The BBC article states that the pilot was looking for a good place to put the aircraft down; he missed some park and instead put the aircraft down in an uninhabited area near Stockport city centre. The evidence does not justify this supposition whatsoever. For one thing, the AIB report states that the aircraft was likely uncontrollable after the engines cut out, and might not have been controllable even before then. The first officer died and the captain suffered retrograde amnesia, so we don't know what went on in the cockpit. There isn't the tiniest shred of evidence that the pilot "put the aircraft down" someplace safe. It was likely just coincidence - there are a lot of empty or disused areas around airports and under approach paths (and *that* is often deliberate).

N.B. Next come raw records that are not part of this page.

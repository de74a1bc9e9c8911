//! Binary message framing for peer-to-peer delegation
//!
//! ```text
//! "SEAMLESS" | mode u8 | id u32 | extra_len u32 | extra JSON | kind u8 | payload
//! ```
//!
//! Integers are little-endian. `mode` is 0 for requests and 1 for responses.
//! The extra JSON object carries every field besides mode, id and content,
//! and is absent (length 0) when there are none.

use serde_json::{Map, Value as Json};

use crate::error::{Result, SeamlessError};

const MAGIC: &[u8; 8] = b"SEAMLESS";
const HEADER_LEN: usize = MAGIC.len() + 1 + 4 + 4;

const KIND_NONE: u8 = 0;
const KIND_BOOL: u8 = 1;
const KIND_BYTES: u8 = 2;
const KIND_TEXT: u8 = 3;
const KIND_JSON: u8 = 4;

#[derive(Debug, Clone, Copy, PartialEq, Eq)]
pub enum Mode {
    Request,
    Response,
}

/// Message payload
#[derive(Debug, Clone, PartialEq)]
pub enum Content {
    None,
    Bool(bool),
    Bytes(Vec<u8>),
    Text(String),
    /// Numbers and sequences, carried as JSON
    Json(Json),
}

#[derive(Debug, Clone, PartialEq)]
pub struct Message {
    pub mode: Mode,
    pub id: u32,
    pub content: Content,
    /// Additional fields, such as the request `type`
    pub extra: Map<String, Json>,
}

impl Message {
    pub fn request(id: u32, content: Content) -> Self {
        Self {
            mode: Mode::Request,
            id,
            content,
            extra: Map::new(),
        }
    }

    pub fn response(id: u32, content: Content) -> Self {
        Self {
            mode: Mode::Response,
            id,
            content,
            extra: Map::new(),
        }
    }

    pub fn with_field(mut self, key: impl Into<String>, value: Json) -> Self {
        self.extra.insert(key.into(), value);
        self
    }
}

fn malformed(reason: impl std::fmt::Display) -> SeamlessError {
    SeamlessError::codec("communion", reason)
}

/// Encode a message; the result is checked to decode back to the same message
pub fn encode(message: &Message) -> Result<Vec<u8>> {
    let mut out = Vec::with_capacity(HEADER_LEN + 16);
    out.extend_from_slice(MAGIC);
    out.push(match message.mode {
        Mode::Request => 0,
        Mode::Response => 1,
    });
    out.extend_from_slice(&message.id.to_le_bytes());

    if message.extra.is_empty() {
        out.extend_from_slice(&0u32.to_le_bytes());
    } else {
        let extra = serde_json::to_vec(&message.extra)?;
        let len = u32::try_from(extra.len()).map_err(|_| malformed("extra fields too large"))?;
        out.extend_from_slice(&len.to_le_bytes());
        out.extend_from_slice(&extra);
    }

    match &message.content {
        Content::None => out.push(KIND_NONE),
        Content::Bool(b) => {
            out.push(KIND_BOOL);
            out.push(u8::from(*b));
        }
        Content::Bytes(bytes) => {
            out.push(KIND_BYTES);
            out.extend_from_slice(bytes);
        }
        Content::Text(text) => {
            out.push(KIND_TEXT);
            out.extend_from_slice(text.as_bytes());
        }
        Content::Json(json) => {
            out.push(KIND_JSON);
            out.extend_from_slice(&serde_json::to_vec(json)?);
        }
    }

    let decoded = decode(&out)?;
    if &decoded != message {
        return Err(malformed("message does not survive encoding"));
    }
    Ok(out)
}

pub fn decode(data: &[u8]) -> Result<Message> {
    if data.len() < HEADER_LEN + 1 {
        return Err(malformed(format!("message too short ({} bytes)", data.len())));
    }
    if &data[..MAGIC.len()] != MAGIC {
        return Err(malformed("missing SEAMLESS header"));
    }
    let mut rest = &data[MAGIC.len()..];
    let mode = match rest[0] {
        0 => Mode::Request,
        1 => Mode::Response,
        other => return Err(malformed(format!("unknown mode byte {other}"))),
    };
    let id = read_u32(&rest[1..5]);
    let extra_len = read_u32(&rest[5..9]) as usize;
    rest = &rest[9..];

    let extra = if extra_len == 0 {
        Map::new()
    } else {
        if rest.len() < extra_len + 1 {
            return Err(malformed("truncated extra fields"));
        }
        let extra = match serde_json::from_slice(&rest[..extra_len])? {
            Json::Object(map) => map,
            _ => return Err(malformed("extra fields must be a JSON object")),
        };
        rest = &rest[extra_len..];
        extra
    };

    let (kind, payload) = rest
        .split_first()
        .ok_or_else(|| malformed("missing content kind"))?;
    let content = match *kind {
        KIND_NONE => Content::None,
        KIND_BOOL => Content::Bool(payload == [1]),
        KIND_BYTES => Content::Bytes(payload.to_vec()),
        KIND_TEXT => Content::Text(
            String::from_utf8(payload.to_vec()).map_err(|e| malformed(format!("content is not UTF-8: {e}")))?,
        ),
        KIND_JSON => Content::Json(serde_json::from_slice(payload)?),
        other => return Err(malformed(format!("unknown content kind {other}"))),
    };

    Ok(Message {
        mode,
        id,
        content,
        extra,
    })
}

fn read_u32(bytes: &[u8]) -> u32 {
    let mut word = [0u8; 4];
    word.copy_from_slice(bytes);
    u32::from_le_bytes(word)
}

#[cfg(test)]
mod tests {
    use super::*;
    use serde_json::json;

    #[test]
    fn test_request_with_tuple_content() {
        let message = Message::request(7, Content::Json(json!([1, 2, 3])));
        let encoded = encode(&message).unwrap();
        assert_eq!(&encoded[..8], b"SEAMLESS");
        assert_eq!(encoded[8], 0);
        assert_eq!(&encoded[9..13], &7u32.to_le_bytes());
        assert_eq!(&encoded[13..17], &[0, 0, 0, 0]);
        assert_eq!(encoded[17], 4);
        assert_eq!(decode(&encoded).unwrap(), message);
    }

    #[test]
    fn test_extra_fields_and_content_kinds() {
        let contents = [
            Content::None,
            Content::Bool(true),
            Content::Bool(false),
            Content::Bytes(vec![0, 255, 7]),
            Content::Text("héllo".into()),
            Content::Json(json!(2.5)),
        ];
        for content in contents {
            let message = Message::response(1000, content).with_field("type", json!("buffer_check"));
            let decoded = decode(&encode(&message).unwrap()).unwrap();
            assert_eq!(decoded, message);
            assert_eq!(decoded.extra["type"], "buffer_check");
        }
    }

    #[test]
    fn test_malformed_messages_are_rejected() {
        assert!(decode(b"SEAMLES").is_err());
        assert!(decode(b"NOTSEAML\x00\x01\x00\x00\x00\x00\x00\x00\x00\x00").is_err());

        let mut bad_mode = encode(&Message::request(1, Content::None)).unwrap();
        bad_mode[8] = 9;
        assert!(decode(&bad_mode).is_err());

        let mut bad_kind = encode(&Message::request(1, Content::None)).unwrap();
        bad_kind[17] = 5;
        assert!(decode(&bad_kind).is_err());
    }
}
/// CLI utilities for consistent output formatting
use std::io::IsTerminal;

/// Prefix for messages on stderr, bright cyan on a TTY
pub fn seamless_prefix() -> &'static str {
    if std::io::stderr().is_terminal() {
        "\x1b[96m[seamless]\x1b[0m"
    } else {
        "[seamless]"
    }
}
/// Commands that act on a single checksum: fingertip, status, undo, clear-exception
use anyhow::Result;
use serde::Serialize;
use std::io::Write;

use seamless::TransformationStatus;

use crate::cli::{ChecksumTarget, CommonConfigArgs};
use crate::cli_utils::seamless_prefix;

#[derive(Serialize)]
struct StatusOutput {
    checksum: String,
    code: i32,
    status: &'static str,
    #[serde(skip_serializing_if = "Option::is_none")]
    result: Option<String>,
    #[serde(skip_serializing_if = "Option::is_none")]
    progress: Option<f64>,
    #[serde(skip_serializing_if = "Option::is_none")]
    exception: Option<String>,
}

impl StatusOutput {
    fn new(checksum: String, status: TransformationStatus) -> Self {
        let code = status.code();
        let mut output = Self {
            checksum,
            code,
            status: "",
            result: None,
            progress: None,
            exception: None,
        };
        output.status = match status {
            TransformationStatus::Done(result) => {
                output.result = Some(result.to_hex());
                "done"
            }
            TransformationStatus::Running { progress, preliminary } => {
                output.progress = progress;
                output.result = preliminary.map(|p| p.to_hex());
                "running"
            }
            TransformationStatus::Error(exception) => {
                output.exception = Some(exception);
                "error"
            }
            TransformationStatus::Unknown => "unknown",
            TransformationStatus::NotRunnable => "not runnable",
            TransformationStatus::InputsUnavailable => "inputs unavailable",
            TransformationStatus::Runnable => "runnable",
        };
        output
    }
}

pub async fn fingertip(common: &CommonConfigArgs, target: &ChecksumTarget) -> Result<()> {
    let checksum = super::parse_checksum(&target.checksum)?;
    let service = super::open_service(common).await?;
    let buffer = service.fingertip_async(checksum).await;
    service.shutdown().await;
    std::io::stdout().write_all(&buffer?)?;
    Ok(())
}

pub async fn status(common: &CommonConfigArgs, target: &ChecksumTarget) -> Result<()> {
    let checksum = super::parse_checksum(&target.checksum)?;
    let service = super::open_service(common).await?;
    let status = service.status(&checksum).await;
    service.shutdown().await;
    let output = StatusOutput::new(checksum.to_hex(), status?);
    println!("{}", serde_json::to_string_pretty(&output)?);
    Ok(())
}

pub async fn undo(common: &CommonConfigArgs, target: &ChecksumTarget) -> Result<()> {
    let checksum = super::parse_checksum(&target.checksum)?;
    let service = super::open_service(common).await?;
    let undone = service.undo(&checksum).await;
    service.shutdown().await;
    let result = undone?;
    eprintln!("{} Forgot result {} of {}", seamless_prefix(), result, checksum);
    Ok(())
}

pub async fn clear_exception(common: &CommonConfigArgs, target: &ChecksumTarget) -> Result<()> {
    let checksum = super::parse_checksum(&target.checksum)?;
    let service = super::open_service(common).await?;
    let cleared = service.clear_exception(&checksum).await;
    service.shutdown().await;
    if cleared? {
        eprintln!("{} Cleared exception of {}", seamless_prefix(), checksum);
    } else {
        eprintln!("{} No exception recorded for {}", seamless_prefix(), checksum);
    }
    Ok(())
}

This is such a common urban legend/media foofah. Every time a plane doesn't actually fall out of the sky, some media type comes up and says the pilot was "looking for a place to crash that wouldn't cause injuries on the ground". I don't blame the Wikipedian who put this in at all, because he/she likely didn't have any sources other than the BBC article. I am blaming the BBC for making a supposition not supported by the facts.

I suppose people want to think that in an emergency the first thing the pilot will do is look for a safe place to crash. It makes them feel less worried about an aircraft crashing into their home, school, or place of business. It ain't necessarily so, though; in fact it almost is never so. Aircraft about to crash are more often than not uncontrollable - that's why they crash. --Charlene 19:40, 30 October 2006 (UTC)[reply]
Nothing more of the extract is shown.